La otra teoría lo explica por la herencia que recibió la fotografía de la pintura durante las eras victorianas y eduardianas, en las que se consideraba a la sonrisa como algo inapropiado para un retrato. A la hora de posar, era el mismo fotógrafo el que sugería las expresiones serias tan familiares en las imágenes del siglo XIX, llevándonos a pensar que se trataba de generaciones solemnes, tristes, que no reían. Basta con mirar un retrato de Domingo Faustino Sarmiento, por ejemplo. Lo mismo con personajes como Abraham Lincoln, Mark Twain o la mismísima reina Victoria para el caso, aun cuando existen innumerables anécdotas de lo divertidos y risueños que eran esos tres. Tal es el hallazgo de una sonrisa que un grupo de coleccionistas amateurs recopiló en un sitio al que titularon atinadamente “El victoriano sonriente”, The Smiling Victorian decenas de fotos antiguas con gente, efectivamente, sonriendo.

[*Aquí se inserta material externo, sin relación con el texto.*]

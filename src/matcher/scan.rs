//! Run detection.

use std::collections::BTreeSet;

use serde::{Deserialize, Serialize};
use smallvec::{smallvec, SmallVec};

use crate::board::Board;
use crate::core::{Cell, TileType};

/// Shortest run that counts as a match.
pub const MIN_MATCH: usize = 3;

/// A connected set of matched cells of one tile type, scored once.
#[derive(Clone, Debug, PartialEq, Eq, Serialize, Deserialize)]
pub struct MatchGroup {
    pub tile: TileType,
    pub cells: BTreeSet<Cell>,
}

impl MatchGroup {
    #[must_use]
    pub fn len(&self) -> usize {
        self.cells.len()
    }

    #[must_use]
    pub fn is_empty(&self) -> bool {
        self.cells.is_empty()
    }
}

/// Cells matched through `pivot`.
///
/// The pivot's type is `simulated` if given, otherwise the tile on the
/// board. Returns `None` when neither the horizontal nor the vertical run
/// through the pivot reaches [`MIN_MATCH`]. Qualifying runs are unioned, so
/// an L, T or cross counts once.
#[must_use]
pub fn match_at(board: &Board, pivot: Cell, simulated: Option<TileType>) -> Option<BTreeSet<Cell>> {
    if !board.contains(pivot) {
        return None;
    }
    let tile = simulated.or_else(|| board.tile_at(pivot))?;
    runs_through(board, pivot, tile, |cell| board.tile_at(cell))
}

/// Whether swapping the pieces at `a` and `b` would form a match at either
/// cell. The board is not modified.
#[must_use]
pub fn match_if_swapped(board: &Board, a: Cell, b: Cell) -> bool {
    if !a.is_adjacent(b) || !board.is_movable_at(a) || !board.is_movable_at(b) {
        return false;
    }
    let (Some(tile_a), Some(tile_b)) = (board.tile_at(a), board.tile_at(b)) else {
        return false;
    };
    if tile_a == tile_b {
        return false;
    }

    let swapped = |cell: Cell| {
        if cell == a {
            Some(tile_b)
        } else if cell == b {
            Some(tile_a)
        } else {
            board.tile_at(cell)
        }
    };

    runs_through(board, b, tile_a, swapped).is_some() || runs_through(board, a, tile_b, swapped).is_some()
}

/// Union of every match on the board.
#[must_use]
pub fn all_matches(board: &Board) -> BTreeSet<Cell> {
    let mut matched = BTreeSet::new();
    for cell in board.cells() {
        if let Some(cells) = match_at(board, cell, None) {
            matched.extend(cells);
        }
    }
    matched
}

/// Every match on the board, merged into groups of overlapping runs.
///
/// Groups are ordered by their first cell, row-major.
#[must_use]
pub fn find_groups(board: &Board) -> Vec<MatchGroup> {
    let mut groups: Vec<MatchGroup> = Vec::new();

    for cell in board.cells() {
        let (Some(tile), Some(cells)) = (board.tile_at(cell), match_at(board, cell, None)) else {
            continue;
        };

        let mut merged = MatchGroup { tile, cells };
        let mut i = 0;
        while i < groups.len() {
            if groups[i].tile == tile && !groups[i].cells.is_disjoint(&merged.cells) {
                let absorbed = groups.swap_remove(i);
                merged.cells.extend(absorbed.cells);
            } else {
                i += 1;
            }
        }
        groups.push(merged);
    }

    groups.sort_by_key(|group| group.cells.first().copied());
    groups
}

fn runs_through<F>(board: &Board, pivot: Cell, tile: TileType, lookup: F) -> Option<BTreeSet<Cell>>
where
    F: Fn(Cell) -> Option<TileType>,
{
    let mut matched = BTreeSet::new();
    for (dx, dy) in [(1, 0), (0, 1)] {
        let run = line(board, pivot, tile, &lookup, dx, dy);
        if run.len() >= MIN_MATCH {
            matched.extend(run);
        }
    }
    (!matched.is_empty()).then_some(matched)
}

/// Pivot plus the contiguous same-type cells on both sides along one axis.
fn line<F>(board: &Board, pivot: Cell, tile: TileType, lookup: &F, dx: isize, dy: isize) -> SmallVec<[Cell; 8]>
where
    F: Fn(Cell) -> Option<TileType>,
{
    let mut run: SmallVec<[Cell; 8]> = smallvec![pivot];
    for sign in [-1, 1] {
        let mut current = pivot;
        while let Some(next) = current.offset(sign * dx, sign * dy, board.width(), board.height()) {
            if lookup(next) != Some(tile) {
                break;
            }
            run.push(next);
            current = next;
        }
    }
    run
}

#[cfg(test)]
mod tests {
    use super::*;

    fn cells(list: &[(usize, usize)]) -> BTreeSet<Cell> {
        list.iter().map(|&(x, y)| Cell::new(x, y)).collect()
    }

    #[test]
    fn test_horizontal_run() {
        let board = Board::parse(&["WWWS", "SEGE"]).unwrap();
        assert_eq!(match_at(&board, Cell::new(1, 0), None), Some(cells(&[(0, 0), (1, 0), (2, 0)])));
        assert_eq!(match_at(&board, Cell::new(3, 0), None), None);
    }

    #[test]
    fn test_vertical_run() {
        let board = Board::parse(&["S", "S", "S", "S", "W"]).unwrap();
        let run = match_at(&board, Cell::new(0, 0), None).unwrap();
        assert_eq!(run.len(), 4);
    }

    #[test]
    fn test_l_shape_unions() {
        let board = Board::parse(&["GGG", "GSE", "GEW"]).unwrap();
        let corner = match_at(&board, Cell::new(0, 0), None).unwrap();
        assert_eq!(corner, cells(&[(0, 0), (1, 0), (2, 0), (0, 1), (0, 2)]));

        let arm = match_at(&board, Cell::new(2, 0), None).unwrap();
        assert_eq!(arm.len(), 3);
    }

    #[test]
    fn test_runs_stop_at_gaps_and_obstacles() {
        let board = Board::parse(&["WW.W", "EEIE"]).unwrap();
        assert!(all_matches(&board).is_empty());
    }

    #[test]
    fn test_simulated_type() {
        let board = Board::parse(&["WWSE"]).unwrap();
        assert_eq!(match_at(&board, Cell::new(2, 0), None), None);
        assert_eq!(
            match_at(&board, Cell::new(2, 0), Some(TileType::Water)),
            Some(cells(&[(0, 0), (1, 0), (2, 0)]))
        );
    }

    #[test]
    fn test_match_if_swapped() {
        // Swapping (2,0) and (2,1) lines up three Water.
        let board = Board::parse(&["WWS", "EGW"]).unwrap();
        assert!(match_if_swapped(&board, Cell::new(2, 0), Cell::new(2, 1)));
        assert!(match_if_swapped(&board, Cell::new(2, 1), Cell::new(2, 0)));
        assert!(!match_if_swapped(&board, Cell::new(0, 0), Cell::new(0, 1)));
    }

    #[test]
    fn test_match_if_swapped_ignores_partner_cell() {
        // Moving the left Water right leaves Sun behind; no run forms.
        let board = Board::parse(&["WSWE"]).unwrap();
        assert!(!match_if_swapped(&board, Cell::new(0, 0), Cell::new(1, 0)));
    }

    #[test]
    fn test_groups_merge_crossings() {
        let board = Board::parse(&["SGSE", "GGGW", "SGEW"]).unwrap();
        let groups = find_groups(&board);
        assert_eq!(groups.len(), 1);
        assert_eq!(groups[0].tile, TileType::Grass);
        assert_eq!(groups[0].len(), 5);
    }

    #[test]
    fn test_groups_keep_separate_runs_apart() {
        let board = Board::parse(&["WWWE", "EEES", "WSGW"]).unwrap();
        let groups = find_groups(&board);
        assert_eq!(groups.len(), 2);
        assert_eq!(groups[0].tile, TileType::Water);
        assert_eq!(groups[1].tile, TileType::Earth);
    }

    #[test]
    fn test_all_matches_order_independent_union() {
        let board = Board::parse(&["WWWS", "SGGG", "ESEW"]).unwrap();
        let matched = all_matches(&board);
        assert_eq!(matched, cells(&[(0, 0), (1, 0), (2, 0), (1, 1), (2, 1), (3, 1)]));
    }
}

Entre mis favoritas de las fotos rescatadas de la mudanza encuentro una en blanco y negro de mis padres. Mi madre, con el pelo recogido en lo alto y una cara digna de una actriz de Hollywood, está sentada sobre la falda de mi padre, en lo que parece ser el asiento trasero de un auto pequeño. Van camino a una fiesta, él de traje oscuro y ella envuelta en tapado de piel. Mi madre sonríe de oreja a oreja y mi padre, tres cuartos de lo mismo. En esa foto hay un pedazo de mi historia. Y de mi sonrisa.